Nutrition in our golden years was a hot topic of conversation Wednesday at Eastern Virginia Medical School.
“Telling older individuals what’s good for them will not succeed … showing them what looks great and works well will succeed,” said Dr. Robert Palmer, director of the EVMS Glennan Center for Geriatrics and Gerontology.
He says we all eat first with our eyes, and even the most set in their ways will try something that looks beautiful.
On the other hand, eating too little can get ugly.
“If you lose too much weight, you lose muscle, a condition we call sarcopenia — that means you’re at greater risk for falls for loss of self-care abilities and even horrible institutionalization, nursing home,” Dr. Palmer added.
So how do you know if someone is undernourished?
10 On Your Side asked guest expert Dr. Wendy Bazilian, founder of Bazilian’s Health Clinic in San Diego, California.
She said sometimes people might just seem tired or confused.

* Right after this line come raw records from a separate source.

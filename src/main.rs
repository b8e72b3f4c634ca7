//! An elaborator and proof checker for a dependently-typed lambda calculus
//! with explicit universe levels.

use nivelo::fmt::pretty;
use nivelo::{check, Symbols};
use std::io::{self, Read};
use std::path::PathBuf;
use structopt::StructOpt;

#[derive(Debug, StructOpt)]
/// An elaborator and proof checker for a dependently-typed lambda calculus
/// with explicit universe levels
struct Opt {
    /// Print the registry after a successful run
    #[structopt(long)]
    dump: bool,

    /// Maximum number of solver iterations per file
    #[structopt(long, default_value = "100")]
    max_iterations: usize,

    /// Files to process (cumulative)
    ///
    /// To read from standard input, use "-" as file name.
    #[structopt(name = "FILE", required = true)]
    files: Vec<PathBuf>,
}

fn read(file: &PathBuf) -> io::Result<String> {
    if file.to_str() == Some("-") {
        let mut buf = String::new();
        io::stdin().read_to_string(&mut buf)?;
        Ok(buf)
    } else {
        std::fs::read_to_string(file)
    }
}

fn dump(syms: &Symbols) {
    for (s, e) in syms.iter() {
        if e.local {
            continue;
        }
        let path = syms.path(s);
        if let Some(typ) = &e.info.typ {
            println!("{} : {}", path, pretty(typ, syms));
        }
        if let Some(value) = &e.info.value {
            println!("{} = {}", path, pretty(value, syms));
        }
        for rule in &e.info.rules {
            println!("{} := {}", pretty(&rule.lhs, syms), pretty(&rule.rhs, syms));
        }
    }
}

fn main() -> io::Result<()> {
    // allow setting the logging level via the environment variable "LOG",
    // e.g. `LOG=trace nivelo ...`
    pretty_env_logger::init_custom_env("LOG");

    let opt = Opt::from_args();
    let mut syms = Symbols::prelude();
    let mut failed = false;

    for file in &opt.files {
        let src = read(file)?;
        let out = check(&src, &mut syms, opt.max_iterations);
        for msg in &out.messages {
            println!("{}: {}", file.display(), msg);
        }
        failed |= !out.is_ok();
    }

    if failed {
        std::process::exit(1);
    }
    if opt.dump {
        dump(&syms);
    }
    Ok(())
}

“It may be a bigger issue, and it needs to get checked out, but it also may be as simple as not eating readily enough, frequently enough, or the right nutrition.”

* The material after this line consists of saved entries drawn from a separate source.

impl<'s> Elab<'s> {
    fn declare(&mut self, d: &Decl) -> DeclInfo {
        match d.op {
            Op::Check => DeclInfo::new(None),
            Op::Rewrite => match &d.lhs {
                Preterm::Appl(head, _) if matches!(&**head, Preterm::Name(_)) => {
                    let mut info = DeclInfo::new(None);
                    // pattern holes are scoped to the rule, so every rewrite
                    // declaration gets its own hidden parent
                    let parent = self.sc.perm.fresh("?pat");
                    self.created.push(parent);
                    self.collect_patterns(&d.lhs, parent, &mut info.patterns);
                    info
                }
                _ => {
                    self.errors.push((d.line, Error::NoPattern));
                    DeclInfo::skip()
                }
            },
            Op::Declare | Op::Define => match &d.lhs {
                Preterm::Name(path) => {
                    let mut parent = None;
                    let mut target_new = false;
                    for comp in path {
                        let (s, was_new) = self.sc.perm.create(parent, comp, false);
                        if was_new {
                            self.created.push(s);
                        }
                        parent = Some(s);
                        target_new = was_new;
                    }
                    let target = parent.expect("dotted name is nonempty");
                    if !target_new && !self.created.contains(&target) {
                        self.errors.push((d.line, Error::Redefinition(path.join("."))));
                        return DeclInfo::skip();
                    }
                    self.solver.unlock(target);
                    DeclInfo::new(Some(target))
                }
                // other left-hand sides are only constrained, not declared
                _ => DeclInfo::new(None),
            },
        }
    }

    /// Materialise `?name` holes as symbols under the rule's hidden parent.
    fn collect_patterns(
        &mut self,
        t: &Preterm,
        parent: Symbol,
        patterns: &mut Vec<(String, Symbol)>,
    ) {
        match t {
            Preterm::Pat(Some(name)) => {
                if !patterns.iter().any(|(n, _)| n == name) {
                    let (s, _) = self.sc.perm.create(Some(parent), name, true);
                    self.created.push(s);
                    self.solver.unlock(s);
                    patterns.push((name.clone(), s));
                }
            }
            Preterm::Appl(head, args) => {
                self.collect_patterns(head, parent, patterns);
                args.iter()
                    .for_each(|a| self.collect_patterns(a, parent, patterns));
            }
            Preterm::Abst(_, body) => self.collect_patterns(body, parent, patterns),
            Preterm::Prod(_, a, b) => {
                self.collect_patterns(a, parent, patterns);
                self.collect_patterns(b, parent, patterns);
            }
            Preterm::Type(l) => self.collect_patterns(l, parent, patterns),
            Preterm::Name(_) | Preterm::Lvl(_) | Preterm::Pat(None) | Preterm::Hole => {}
        }
    }

    fn convert(&mut self, d: &Decl, info: &DeclInfo) {
        if info.skip {
            return;
        }
        let res = self.convert_decl(d, info);
        if let Err(e) = res {
            self.errors.push((d.line, e));
        }
    }

    fn convert_decl(&mut self, d: &Decl, info: &DeclInfo) -> Result<(), Error> {
        match d.op {
            Op::Declare | Op::Define => {
                let enclosing = match info.target {
                    Some(t) => self.ancestors(t),
                    None => Vec::new(),
                };
                let mut ctx = Ctx {
                    bound: Vec::new(),
                    patterns: &info.patterns,
                    enclosing,
                    in_rule_lhs: false,
                };
                let lhs = self.convert_term(&d.lhs, &mut ctx)?;
                let ty = match &d.typ {
                    Some(t) => {
                        let ty = self.convert_term(t, &mut ctx)?;
                        self.assert_is_type(&ty);
                        ty
                    }
                    None => RTerm::symb(self.sc.fresh_meta()),
                };
                self.solver.push(Constraint::Typed {
                    tm: lhs.clone(),
                    ty: ty.clone(),
                });
                if let Some(r) = &d.rhs {
                    let rhs = self.convert_term(r, &mut ctx)?;
                    let direct = match &*lhs {
                        Term::Symb(s) => self.sc.get(*s).info.value.is_none(),
                        _ => false,
                    };
                    let assigned = match (&*lhs, direct) {
                        (Term::Symb(s), true) => {
                            let s = *s;
                            self.solver.define(&mut self.sc, s, &rhs)
                        }
                        _ => false,
                    };
                    if !assigned {
                        self.solver.push(Constraint::Equal {
                            lhs,
                            rhs: rhs.clone(),
                        });
                    }
                    self.solver.push(Constraint::Typed { tm: rhs, ty });
                }
                Ok(())
            }
            Op::Rewrite => {
                let (head_path, _) = match &d.lhs {
                    Preterm::Appl(head, args) => match &**head {
                        Preterm::Name(path) => (path, args),
                        _ => return Err(Error::NoPattern),
                    },
                    _ => return Err(Error::NoPattern),
                };
                let head = self.resolve_root(head_path)?;
                if !self.created.contains(&head) {
                    return Err(Error::NonRewritable(head_path.join(".")));
                }
                let mut ctx = Ctx {
                    bound: Vec::new(),
                    patterns: &info.patterns,
                    enclosing: self.ancestors(head),
                    in_rule_lhs: true,
                };
                let lhs = self.convert_term(&d.lhs, &mut ctx)?;
                ctx.in_rule_lhs = false;
                let rhs = self.convert_term(d.rhs.as_ref().expect("rewrite has rhs"), &mut ctx)?;

                let m = self.sc.fresh_meta();
                self.solver.push(Constraint::Typed {
                    tm: patterns_as_symbols(&lhs),
                    ty: RTerm::symb(m),
                });
                self.solver.push(Constraint::Typed {
                    tm: rhs.clone(),
                    ty: RTerm::symb(m),
                });

                let patterns = info.patterns.iter().map(|(_, s)| *s).collect();
                self.sc.get_mut(head).info.rules.push(Rule { patterns, lhs, rhs });
                self.solver.touch(head);
                Ok(())
            }
            Op::Check => {
                let mut ctx = Ctx {
                    bound: Vec::new(),
                    patterns: &info.patterns,
                    enclosing: Vec::new(),
                    in_rule_lhs: false,
                };
                let lhs = self.convert_term(&d.lhs, &mut ctx)?;
                let rhs = self.convert_term(d.rhs.as_ref().expect("check has rhs"), &mut ctx)?;
                self.solver.push(Constraint::Equal { lhs, rhs });
                Ok(())
            }
        }
    }

    /// `T : type(?l)` for a fresh level meta: every annotation must be a type.
    fn assert_is_type(&mut self, ty: &RTerm) {
        let l = self.sc.fresh_level();
        self.solver.push(Constraint::Typed {
            tm: ty.clone(),
            ty: Term::Type(RTerm::symb(l)).into(),
        });
    }

    fn convert_term(&mut self, t: &Preterm, ctx: &mut Ctx) -> Result<RTerm, Error> {
        match t {
            Preterm::Name(path) => self.resolve(path, ctx).map(RTerm::symb),
            Preterm::Appl(head, args) => {
                let head = self.convert_term(head, ctx)?;
                let args: Result<Vec<_>, _> =
                    args.iter().map(|a| self.convert_term(a, ctx)).collect();
                Ok(head.apply(args?))
            }
            Preterm::Abst(x, body) => {
                let s = self.fresh_binder(x);
                ctx.bound.push((x.clone(), s));
                let body = self.convert_term(body, ctx);
                ctx.bound.pop();
                Ok(Term::Abst(s, body?).into())
            }
            Preterm::Prod(arg, a, b) => {
                let a = self.convert_term(a, ctx)?;
                match arg {
                    Some(x) => {
                        let s = self.fresh_binder(x);
                        self.sc.get_mut(s).info.typ = Some(a.clone());
                        ctx.bound.push((x.clone(), s));
                        let b = self.convert_term(b, ctx);
                        ctx.bound.pop();
                        Ok(Term::Prod(Some(s), a, b?).into())
                    }
                    None => {
                        let b = self.convert_term(b, ctx)?;
                        Ok(Term::Prod(None, a, b).into())
                    }
                }
            }
            Preterm::Type(l) => {
                let l = self.convert_term(l, ctx)?;
                // the subscript must be a level
                self.solver.push(Constraint::Typed {
                    tm: l.clone(),
                    ty: Term::Level.into(),
                });
                Ok(Term::Type(l).into())
            }
            Preterm::Lvl(n) => Ok(RTerm::lvl(*n)),
            Preterm::Pat(Some(name)) => match ctx.patterns.iter().find(|(n, _)| n == name) {
                Some((_, s)) => Ok(if ctx.in_rule_lhs {
                    Term::Pat(Some(*s)).into()
                } else {
                    RTerm::symb(*s)
                }),
                None => Err(Error::UndeclaredSymbol(format!("?{}", name))),
            },
            Preterm::Pat(None) => Ok(if ctx.in_rule_lhs {
                Term::Pat(None).into()
            } else {
                RTerm::symb(self.sc.fresh_meta())
            }),
            Preterm::Hole => Ok(RTerm::symb(self.sc.fresh_meta())),
        }
    }

    /// Resolve a dotted name: binder arguments first, then the declaration's
    /// pattern variables, then enclosing scopes from innermost out, then root.
    fn resolve(&self, path: &[String], ctx: &Ctx) -> Result<Symbol, Error> {
        let undeclared = || Error::UndeclaredSymbol(path.join("."));
        let mut s = self.resolve_head(&path[0], ctx).ok_or_else(undeclared)?;
        for comp in &path[1..] {
            s = self.sc.perm.lookup(Some(s), comp).ok_or_else(undeclared)?;
        }
        Ok(s)
    }

    fn resolve_head(&self, name: &str, ctx: &Ctx) -> Option<Symbol> {
        if let Some((_, s)) = ctx.bound.iter().rev().find(|(n, _)| n == name) {
            return Some(*s);
        }
        if let Some((_, s)) = ctx.patterns.iter().find(|(n, _)| n == name) {
            return Some(*s);
        }
        for scope in &ctx.enclosing {
            if let Some(s) = self.sc.perm.lookup(Some(*scope), name) {
                return Some(s);
            }
        }
        self.sc.perm.lookup(None, name)
    }

    fn resolve_root(&self, path: &[String]) -> Result<Symbol, Error> {
        let undeclared = || Error::UndeclaredSymbol(path.join("."));
        let mut s = self.sc.perm.lookup(None, &path[0]).ok_or_else(undeclared)?;
        for comp in &path[1..] {
            s = self.sc.perm.lookup(Some(s), comp).ok_or_else(undeclared)?;
        }
        Ok(s)
    }

    fn ancestors(&self, s: Symbol) -> Vec<Symbol> {
        let mut out = Vec::new();
        let mut cur = self.sc.perm.get(s).parent;
        while let Some(p) = cur {
            out.push(p);
            cur = self.sc.perm.get(p).parent;
        }
        out
    }

    fn fresh_binder(&mut self, name: &str) -> Symbol {
        let s = self.sc.perm.fresh(name);
        self.created.push(s);
        s
    }
}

Don’t worry though, Dr. Bazilian isn’t telling you to get rid of your ice cream or burgers.
Her advice: put more on your plate.
“Is there a fruit or vegetable at your breakfast, lunch and dinner? If it’s not there, add it .”
High-quality proteins are key for older adults, and so is good company, Dr. Palmer said.
“We all are social animals and we’re more likely to eat and participate in social activities over food.”
So if you’re worried about someone, invite them to dinner and make it look good.
EVMS is rolling out new programs for its medical students focusing on nutrition and is working on plans to educate the community as well.